//! Per-event-type handlers
//!
//! `game_end` and `therapeutic_session` run the full pipeline: metrics,
//! analyzers, difficulty, retention, persistence and dashboard projection.
//! Collaborator failures inside the pipeline are recorded and reported in the
//! result; only payload problems and systemic faults fail the event.

use std::collections::BTreeMap;
use std::panic::AssertUnwindSafe;

use chrono::{DateTime, Utc};
use futures::FutureExt;
use serde_json::{Value, json};
use tracing::{debug, warn};
use uuid::Uuid;

use super::runtime::Inner;
use crate::analyzers::{AnalysisReport, AnalyzerResult};
use crate::dashboard::{DashboardView, ProjectionInput};
use crate::difficulty::{DifficultyDecision, DifficultyTier, PerformanceRecord};
use crate::error::{GatewayError, PersistenceError, Result, panic_message};
use crate::events::{Event, EventTag, ProfilePayload, ReviewInput, SessionData};
use crate::metrics::MetricsAggregator;
use crate::persistence::{AnalysisRecord, SessionRecord};
use crate::retention::ReviewPlan;

impl Inner {
    pub(super) async fn dispatch(&self, event: &Event) -> Result<Value> {
        match &event.event_type {
            EventTag::GameStart => self.handle_game_start(event).await,
            EventTag::GameEnd | EventTag::TherapeuticSession => self.handle_session(event).await,
            EventTag::UserInteraction => self.handle_interaction(event).await,
            EventTag::MetricsUpdate => self.handle_metrics_update(event),
            EventTag::SystemOptimization => {
                let report = self.run_optimization_cycle().await?;
                Ok(json!({ "status": "optimization_complete", "report": report }))
            }
            EventTag::ProfileCreated | EventTag::ProfileUpdated => {
                self.handle_profile_update(event).await
            }
            EventTag::ProfileAnalyzed => self.handle_profile_analyzed(event).await,
            EventTag::UserProfileInteraction => self.handle_profile_interaction(event).await,
            EventTag::Unknown(tag) => {
                debug!(event_type = %tag, "Unknown event type");
                Ok(json!({ "status": "unknown_event_type", "type": tag }))
            }
        }
    }

    fn metrics(&self) -> MetricsAggregator {
        self.components.metrics.unwrap_or_default()
    }

    async fn handle_game_start(&self, event: &Event) -> Result<Value> {
        let session = SessionData::from_event_data(&event.data)?;
        let activity_id = session.require_activity()?;
        self.stats.record_session();

        let (tier, predicted_score) = match &self.components.difficulty {
            Some(engine) => (
                engine.recommend_difficulty(&session.user_id, activity_id).await,
                engine.predict_score(&session.user_id, activity_id).await,
            ),
            None => (DifficultyTier::default(), None),
        };

        debug!(user_id = %session.user_id, activity_id, tier = %tier, "Session started");
        Ok(json!({
            "status": "session_started",
            "userId": session.user_id,
            "activityId": activity_id,
            "sessionId": session.session_id,
            "difficulty": tier,
            "predictedScore": predicted_score,
        }))
    }

    async fn handle_session(&self, event: &Event) -> Result<Value> {
        let session = SessionData::from_event_data(&event.data)?;
        if session.is_scored_attempt() {
            session.require_activity()?;
        }
        if event.event_type == EventTag::TherapeuticSession {
            self.stats.record_session();
        }
        let user_id = session.user_id.as_str();

        let metrics = self.metrics().collect(&session);
        let profile = self.load_profile(user_id).await;
        let (results, report) = self.analyze(user_id, &session, profile.as_ref()).await;
        let difficulty = self.score_attempt(&session, event.timestamp).await?;
        let reviews = self
            .apply_reviews(user_id, &session.reviews, event.timestamp)
            .await;

        let history = match (&self.components.difficulty, &difficulty) {
            (Some(engine), Some(_)) => engine.history(user_id, &session.activity_id).await,
            _ => None,
        };

        let session_record = SessionRecord {
            id: Uuid::now_v7(),
            user_id: user_id.to_string(),
            activity_id: session.activity_id.clone(),
            session_id: session.session_id.clone(),
            event_type: event.event_type.to_string(),
            metrics,
            difficulty,
            reviews,
            recorded_at: event.timestamp,
        };
        let analysis_record = AnalysisRecord {
            id: Uuid::now_v7(),
            user_id: user_id.to_string(),
            session_id: session.session_id.clone(),
            results,
            report,
            recorded_at: event.timestamp,
        };
        let persistence = match self.persist(&session_record, &analysis_record).await {
            Some(errors) => json!({
                "configured": true,
                "saved": errors.is_empty(),
                "errors": errors,
            }),
            None => json!({ "configured": false, "saved": false, "errors": [] }),
        };

        let view = DashboardView::build(ProjectionInput {
            user_id,
            activity_id: &session_record.activity_id,
            event_type: event.event_type.as_str(),
            metrics: &session_record.metrics,
            report: &analysis_record.report,
            difficulty: session_record.difficulty.as_ref(),
            history: history.as_ref(),
            reviews: &session_record.reviews,
        });
        let projected = self.project(&view).await;

        Ok(json!({
            "status": "processed",
            "userId": user_id,
            "activityId": session_record.activity_id,
            "sessionId": session_record.session_id,
            "metrics": session_record.metrics,
            "analysis": {
                "results": analysis_record.results,
                "report": analysis_record.report,
            },
            "difficulty": session_record.difficulty,
            "reviews": session_record.reviews,
            "persistence": persistence,
            "dashboard": { "projected": projected },
        }))
    }

    async fn handle_interaction(&self, event: &Event) -> Result<Value> {
        let session = SessionData::from_event_data(&event.data)?;
        if session.is_scored_attempt() {
            session.require_activity()?;
        }

        let difficulty = self.score_attempt(&session, event.timestamp).await?;
        let reviews = self
            .apply_reviews(&session.user_id, &session.reviews, event.timestamp)
            .await;

        Ok(json!({
            "status": "interaction_recorded",
            "userId": session.user_id,
            "activityId": session.activity_id,
            "difficulty": difficulty,
            "reviews": reviews,
        }))
    }

    fn handle_metrics_update(&self, event: &Event) -> Result<Value> {
        let session = SessionData::from_event_data(&event.data)?;
        let metrics = self.metrics().collect(&session);
        Ok(json!({
            "status": "metrics_collected",
            "userId": session.user_id,
            "metrics": metrics,
        }))
    }

    async fn handle_profile_update(&self, event: &Event) -> Result<Value> {
        let payload = ProfilePayload::from_event_data(&event.data)?;
        let persistence = self
            .components
            .persistence
            .as_ref()
            .ok_or(PersistenceError::NotConfigured)?;

        if let Err(e) = persistence
            .update_profile(&payload.user_id, &payload.profile)
            .await
        {
            self.collaborators.set_persistence(false);
            return Err(e.into());
        }
        self.collaborators.set_persistence(true);

        let reviews = self
            .apply_reviews(&payload.user_id, &payload.reviews, event.timestamp)
            .await;
        Ok(json!({
            "status": "profile_saved",
            "userId": payload.user_id,
            "reviews": reviews,
        }))
    }

    async fn handle_profile_analyzed(&self, event: &Event) -> Result<Value> {
        let session = SessionData::from_event_data(&event.data)?;
        let profile = match event.data.get("profile").filter(|p| !p.is_null()) {
            Some(profile) => Some(profile.clone()),
            None => self.load_profile(&session.user_id).await,
        };

        let (results, report) = self
            .analyze(&session.user_id, &session, profile.as_ref())
            .await;
        Ok(json!({
            "status": "profile_analyzed",
            "userId": session.user_id,
            "profileFound": profile.is_some(),
            "analysis": { "results": results, "report": report },
        }))
    }

    async fn handle_profile_interaction(&self, event: &Event) -> Result<Value> {
        let payload = ProfilePayload::from_event_data(&event.data)?;
        let reviews = self
            .apply_reviews(&payload.user_id, &payload.reviews, event.timestamp)
            .await;
        Ok(json!({
            "status": "reviews_recorded",
            "userId": payload.user_id,
            "reviews": reviews,
        }))
    }

    /// Stored profile for a user. Lookup failures degrade to `None`.
    async fn load_profile(&self, user_id: &str) -> Option<Value> {
        let persistence = self.components.persistence.as_ref()?;
        match persistence.get_profile(user_id).await {
            Ok(profile) => {
                self.collaborators.set_persistence(true);
                profile
            }
            Err(e) => {
                warn!(user_id, error = %e, "Profile lookup failed, analyzing without profile");
                self.stats.record_persistence_failure();
                self.collaborators.set_persistence(false);
                None
            }
        }
    }

    async fn analyze(
        &self,
        user_id: &str,
        session: &SessionData,
        profile: Option<&Value>,
    ) -> (BTreeMap<String, AnalyzerResult>, AnalysisReport) {
        let results = match &self.components.analyzers {
            Some(registry) => registry.run_all(user_id, session, profile).await,
            None => BTreeMap::new(),
        };
        let report = AnalysisReport::consolidate(&results);

        if !report.failed.is_empty() {
            warn!(user_id, failed = ?report.failed.keys().collect::<Vec<_>>(), "Analyzers failed");
            self.stats
                .record_collaborator_failures(report.failed.len() as u64);
        }
        (results, report)
    }

    /// Feed a scored attempt into the difficulty engine.
    async fn score_attempt(
        &self,
        session: &SessionData,
        at: DateTime<Utc>,
    ) -> Result<Option<DifficultyDecision>> {
        let Some(accuracy) = session.performance.accuracy else {
            return Ok(None);
        };
        let Some(engine) = &self.components.difficulty else {
            return Ok(None);
        };
        let activity_id = session.require_activity()?;
        let performance = &session.performance;

        let tier = match performance.difficulty {
            Some(tier) => tier,
            None => engine.recommend_difficulty(&session.user_id, activity_id).await,
        };
        let record = PerformanceRecord::new(tier, accuracy)
            .with_completion_time(performance.completion_time.unwrap_or_default())
            .with_hints(performance.hints_used.unwrap_or_default().round() as u32)
            .at(at);

        Ok(Some(engine.update(&session.user_id, activity_id, record).await))
    }

    async fn apply_reviews(
        &self,
        user_id: &str,
        reviews: &[ReviewInput],
        at: DateTime<Utc>,
    ) -> Vec<ReviewPlan> {
        let Some(scheduler) = &self.components.retention else {
            return Vec::new();
        };
        let mut plans = Vec::with_capacity(reviews.len());
        for review in reviews {
            plans.push(scheduler.update(user_id, review, at).await);
        }
        plans
    }

    /// Save the session and its analysis. `None` when no gateway is configured.
    async fn persist(
        &self,
        session: &SessionRecord,
        analysis: &AnalysisRecord,
    ) -> Option<Vec<String>> {
        let persistence = self.components.persistence.as_ref()?;

        let mut errors = Vec::new();
        if let Err(e) = persistence.save_game_session(session).await {
            errors.push(e.to_string());
        }
        if let Err(e) = persistence.save_analysis_results(analysis).await {
            errors.push(e.to_string());
        }

        for error in &errors {
            warn!(user_id = %session.user_id, error = %error, "Failed to persist session output");
            self.stats.record_persistence_failure();
        }
        self.collaborators.set_persistence(errors.is_empty());
        Some(errors)
    }

    /// Publish a view. Errors, panics and timeouts are collaborator failures.
    async fn project(&self, view: &DashboardView) -> bool {
        let Some(projector) = &self.components.dashboard else {
            return false;
        };
        let timeout = self.config.dashboard.timeout();
        let call = AssertUnwindSafe(projector.project(view)).catch_unwind();
        let outcome = match tokio::time::timeout(timeout, call).await {
            Ok(Ok(result)) => result,
            Ok(Err(panic)) => Err(GatewayError::new(format!(
                "projector panicked: {}",
                panic_message(panic.as_ref())
            ))),
            Err(_) => Err(GatewayError::new(format!(
                "projection timed out after {} ms",
                timeout.as_millis()
            ))),
        };
        match outcome {
            Ok(()) => {
                self.collaborators.set_dashboard(true);
                true
            }
            Err(e) => {
                warn!(user_id = %view.user_id, error = %e, "Dashboard projection failed");
                self.stats.record_collaborator_failures(1);
                self.collaborators.set_dashboard(false);
                false
            }
        }
    }
}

WORK INSTRUCTION » Repeat, word for word, the lines from the opening of the material through the line containing "use super::runtime::Inner;".

RESPONSE BOX »
//! Per-event-type handlers
//!
//! `game_end` and `therapeutic_session` run the full pipeline: metrics,
//! analyzers, difficulty, retention, persistence and dashboard projection.
//! Collaborator failures inside the pipeline are recorded and reported in the
//! result; only payload problems and systemic faults fail the event.

use std::collections::BTreeMap;
use std::panic::AssertUnwindSafe;

use chrono::{DateTime, Utc};
use futures::FutureExt;
use serde_json::{Value, json};
use tracing::{debug, warn};
use uuid::Uuid;

use super::runtime::Inner;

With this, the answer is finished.